Y. Z. Il ne nous reste donc qu'à préparer les voies et moyens qui vous permettront de porter l'affaire devant le Conseil d'Etat, de revendiquer votre droit au nom de Coucy-Vendôme, et de réclamer votre part d'héritage. »

Peut-être la figure morne du notaire esquissa-t-elle un léger sourire d'ironie ainsi qu'il est naturel quand on annonce une nouvelle désagréable :

« J'oubliais de vous dire à propos, monsieur, que notre premier soin fut de procéder à l'ouverture de l'armoire secrète. Nous avons eu alors la profonde surprise de constater qu'elle était vide. Le comte Théodore avait-il emporté avec lui le portefeuille et avait-il choisi, durant la période de chasses, quelque armoire du château?...

— Je pourrais sans doute vous renseigner, murmura Balthazar, j'ai reçu directement une lettre qui me fournit des indications... »

Un regard suppliant de Coloquinte le réduisit au silence. A quoi bon en effet divulguer un tel secret ? D'ailleurs maître La Bordette ne s'arrêtait jamais au cours d'une période, et il continuait :

« Les recherches jusqu'ici — recherches discrètes puisque les dispositions du comte à votre égard sont provisoirement confidentielles — n'ont amené aucun résultat. Il vous sera loisible de les poursuivre publiquement et avec plus d'activité en tant que fils reconnu. Je m'occupe dès maintenant d'établir les actes que vous aurez à signer. »

L'audience prenait fin, et lorsque maître La Bordette avait dit ce qu'il considérait comme son dernier mot, il n'aurait pas accordé la grâce du plus léger délai. Approuvé par son père et son grand-père, il ouvrait la porte et congédiait l'intrus avec une vigueur qui coupait court à toute idée de retour offensif.

Balthazar n'avait guère envie d'affronter un si rude jouteur. Il sortait de l'engagement un peu fourbu et le cerveau tumultueux. Coloquinte lui offrit son bras, comme elle faisait en certaines occasions, sous prétexte de former contrepoids à sa serviette.

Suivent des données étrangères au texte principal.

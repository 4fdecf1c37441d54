//! Hosted artwork store.
//!
//! Payloads reference album art and artist portraits by URL; this component
//! holds the bytes behind those URLs for a bounded lifetime. It is an
//! explicit instance constructed once at bootstrap and passed to whoever
//! needs it, never a process-wide global.

use std::sync::Arc;
use std::time::{Duration, Instant};

use bytes::Bytes;
use dashmap::DashMap;
use tokio_util::sync::CancellationToken;
use uuid::Uuid;

use crate::context::NetworkContext;
use crate::protocol_constants::{IMAGE_CLEANUP_INTERVAL, IMAGE_TTL};

/// Reference to a stored image.
#[derive(Debug, Clone, PartialEq, Eq)]
pub struct StoredImage {
    pub id: String,
    pub url: String,
}

#[derive(Clone)]
struct ImageEntry {
    id: String,
    cache_key: String,
    bytes: Bytes,
    content_type: String,
    expires_at: Instant,
}

/// In-memory image cache with TTL-based expiry.
pub struct ImageStore {
    network: NetworkContext,
    ttl: Duration,
    by_cache_key: DashMap<String, ImageEntry>,
    /// Secondary index: image id -> cache key.
    by_id: DashMap<String, String>,
}

impl ImageStore {
    #[must_use]
    pub fn new(network: NetworkContext) -> Self {
        Self::with_ttl(network, IMAGE_TTL)
    }

    #[must_use]
    pub fn with_ttl(network: NetworkContext, ttl: Duration) -> Self {
        Self {
            network,
            ttl,
            by_cache_key: DashMap::new(),
            by_id: DashMap::new(),
        }
    }

    /// Stores (or refreshes) an image under a cache key and returns its URL.
    pub fn save(
        &self,
        cache_key: &str,
        bytes: Bytes,
        content_type: &str,
        now: Instant,
    ) -> StoredImage {
        let expires_at = now + self.ttl;
        if let Some(mut entry) = self.by_cache_key.get_mut(cache_key) {
            entry.bytes = bytes;
            entry.content_type = content_type.to_string();
            entry.expires_at = expires_at;
            return StoredImage {
                id: entry.id.clone(),
                url: self.url_for(&entry.id),
            };
        }

        let id = Uuid::new_v4().simple().to_string();
        let entry = ImageEntry {
            id: id.clone(),
            cache_key: cache_key.to_string(),
            bytes,
            content_type: content_type.to_string(),
            expires_at,
        };
        self.by_cache_key.insert(cache_key.to_string(), entry);
        self.by_id.insert(id.clone(), cache_key.to_string());
        StoredImage {
            url: self.url_for(&id),
            id,
        }
    }

    /// Looks up a live entry by cache key.
    #[must_use]
    pub fn get_by_cache_key(&self, cache_key: &str, now: Instant) -> Option<StoredImage> {
        let entry = self.by_cache_key.get(cache_key)?;
        if entry.expires_at <= now {
            let id = entry.id.clone();
            drop(entry);
            self.remove(cache_key, &id);
            return None;
        }
        Some(StoredImage {
            id: entry.id.clone(),
            url: self.url_for(&entry.id),
        })
    }

    /// Fetches image bytes and content type for serving, by public id.
    #[must_use]
    pub fn get_by_id(&self, id: &str, now: Instant) -> Option<(Bytes, String)> {
        let cache_key = self.by_id.get(id)?.value().clone();
        let entry = self.by_cache_key.get(&cache_key)?;
        if entry.expires_at <= now {
            drop(entry);
            self.remove(&cache_key, id);
            return None;
        }
        Some((entry.bytes.clone(), entry.content_type.clone()))
    }

    /// Removes every expired entry; returns how many were dropped.
    pub fn cleanup(&self, now: Instant) -> usize {
        let expired: Vec<(String, String)> = self
            .by_cache_key
            .iter()
            .filter(|entry| entry.expires_at <= now)
            .map(|entry| (entry.cache_key.clone(), entry.id.clone()))
            .collect();
        for (cache_key, id) in &expired {
            self.remove(cache_key, id);
        }
        expired.len()
    }

    fn remove(&self, cache_key: &str, id: &str) {
        self.by_cache_key.remove(cache_key);
        self.by_id.remove(id);
    }

    fn url_for(&self, id: &str) -> String {
        self.network.build_url(&format!("/images/{id}"))
    }
}

/// Spawns the periodic expiry sweep for a store.
pub fn spawn_cleanup(store: Arc<ImageStore>, cancel: CancellationToken) {
    tokio::spawn(async move {
        let mut tick = tokio::time::interval(IMAGE_CLEANUP_INTERVAL);
        tick.set_missed_tick_behavior(tokio::time::MissedTickBehavior::Skip);
        loop {
            tokio::select! {
                _ = cancel.cancelled() => break,
                _ = tick.tick() => {
                    let dropped = store.cleanup(Instant::now());
                    if dropped > 0 {
                        log::debug!("[Images] expired {} image(s)", dropped);
                    }
                }
            }
        }
    });
}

Ils remontèrent les rues qui conduisent à la butte Montmartre, et, au bout d'un moment, elle lui dit, non sans inquiétude, et comme un disciple qui interroge son maître :

« Ce n'est pas des aventures, toutes ces histoires, n'est-ce pas, monsieur Balthazar?

— Comment peux-tu le demander? répliqua-t-il. Que mon père ait été la victime d'un assassinat, c'est douloureux. Est-ce anormal ?

— Mais cette prédiction ?.. la tête ?..

— Coïncidence !

— Et cette armoire vide? Cette cachette dont vous êtes averti directement?... Cette lettre qui vous donne des indications si précises sur la forêt de Marly et sur le portefeuille?... »

Balthazar déclara d'un ton péremptoire : « Toutes ces combinaisons révèlent un homme dont les idées ne sont plus très nettes. Je suppose que mon père était un amateur de ce qu'on appelle le roman policier, et qu'il aura machiné son plan selon la technique enfantine de ces romans. J'en ai lu. C'est absolument idiot...

— Alors nous n'irons pas là-bas ?...

— Si, dit-il, puisque mon père, le comte de Coucy-Vendôme, l'exige. Mais quant au trésor... »

Le train les conduisit, quelques jours plus tard, à la station de Marly. La forêt était proche, légère encore des frondaisons toutes neuves qui luisaient au soleil. Des souffles tièdes couraient sur la campagne et enveloppaient Balthazar de bien-être et de joie. Il marchait allégrement, soutenu par une conscience sereine. L'expédition lui semblait inoffensive autant que celle d'un pêcheur à la ligne qui connaît un creux où foisonnent les goujons. Coloquinte se sentait si heureuse que le poids de sa serviette ne la déformait pas.

« Je ne cesserai de te le répéter, Coloquinte, la vie est composée de petits faits insignifiants. C'est comme une tapisserie, qui forme, n'est-ce pas ? de grandes scènes très compliquées, et qui n'est au fond qu'un assemblage de petits bouts de laine noués au canevas le plus monotone. »

Non loin d'eux se déployait l'éventail d'un carrefour. Ils virent déboucher d'une des routes un individu coiffé d'un béret basque, et qui sauta de sa bicyclette. Il regarda autour de lui, ne les aperçut point, et se courba quelques secondes au-dessus d'une borne kilométrique. Puis il repartit et descendit de nouveau pour entrer dans une auberge située à la lisière même de la forêt.

En traversant le carrefour, ils examinèrent la borne. Une inscription à la craie, avec une flèche marquant la direction prise par l'individu, offrait ces trois lettres majuscules : « M. T.